The aggregation of transthyretin (TTR), one of ≈50 proteins that are known to misfold and aggregate in humans, leads to neurodegeneration and/or degeneration of other postmitotic tissues like the heart, depending on the TTR sequence(s) aggregating. Based on a detailed investigation into the mechanism of TTR aggregation, we demonstrated that TTR tetramer dissociation is the rate-limiting step for the process of TTR aggregation, allowing us to conceive of the small molecule “kinetic stabilizer” strategy for ameliorating the TTR amyloidoses.

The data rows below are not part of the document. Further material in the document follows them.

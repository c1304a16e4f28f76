//! The file element contract shared by every decoded value.
//!
//! Primitive values and composite structures alike remember where they
//! started and how many bits they consumed. For a composite, the bit length
//! is the sum of its present children; absent optional children contribute
//! nothing, and padding skipped by byte alignment belongs to no element.

/// A decoded value that knows its place in the input.
pub trait FileElement {
    /// Absolute bit offset from the start of the buffer where the element began.
    fn bit_position(&self) -> u64;

    /// Total number of bits consumed, including all nested elements.
    fn bit_length(&self) -> u64;

    /// Absolute bit offset just past the element's last bit.
    fn bit_end(&self) -> u64 {
        self.bit_position() + self.bit_length()
    }
}

/// A child slot of a composite element: a present element, an optional one,
/// or a list of elements.
///
/// This lets [`add_bit_lengths`] sum heterogeneous children uniformly.
pub trait ElementSlot {
    /// Bits occupied by this slot (0 for an absent optional).
    fn occupied_bits(&self) -> u64;
}

impl<T: FileElement> ElementSlot for T {
    fn occupied_bits(&self) -> u64 {
        self.bit_length()
    }
}

impl<T: FileElement> ElementSlot for Option<T> {
    fn occupied_bits(&self) -> u64 {
        self.as_ref().map_or(0, FileElement::bit_length)
    }
}

impl<T: FileElement> ElementSlot for Vec<T> {
    fn occupied_bits(&self) -> u64 {
        self.iter().map(FileElement::bit_length).sum()
    }
}

/// Sum the bit lengths of the given child slots.
///
/// # Example
///
/// ```
/// use oxiswf_core::element::add_bit_lengths;
/// use oxiswf_core::types::{Flag, UBits};
///
/// let flag = Flag::new(true, 0);
/// let width = UBits::new(5, 5, 1);
/// let absent: Option<UBits> = None;
///
/// assert_eq!(add_bit_lengths(&[&flag, &width, &absent]), 6);
/// ```
pub fn add_bit_lengths(slots: &[&dyn ElementSlot]) -> u64 {
    slots.iter().map(|slot| slot.occupied_bits()).sum()
}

Kinetic stabilizers bind selectively to the native TTR tetramer over the dissociative transition state, making tetramer dissociation much slower and effectively stopping newly synthesized TTR from aggregating. We view pharmacologic kinetic stabilization as a conservative therapeutic approach in that it stops the entire process of aggregation of newly synthesized TTR. Thus, success does not require knowledge of which specific aggregate structures cause degeneration, nor does success hinge on understanding the mechanism by which aggregation destroys postmitotic tissue. Through two positive tafamidis clinical trials, along with a positive diflunisal repurposing kinetic stabilizer trial, we generated data that strongly support the amyloid hypothesis, the notion that the process of TTR aggregation drives the degenerative phenotypes in polyneuropathy and cardiomyopathy. Together the tafamidis polyneuropathy clinical trial and the diflunisal polyneuropathy clinical trial paved the way for the TTR mRNA lowering trials, whose positive outcomes further support the amyloid hypothesis. We also summarize the compelling human genetic support for the amyloid hypothesis in the context of the TTR amyloidoses at the end of this chapter.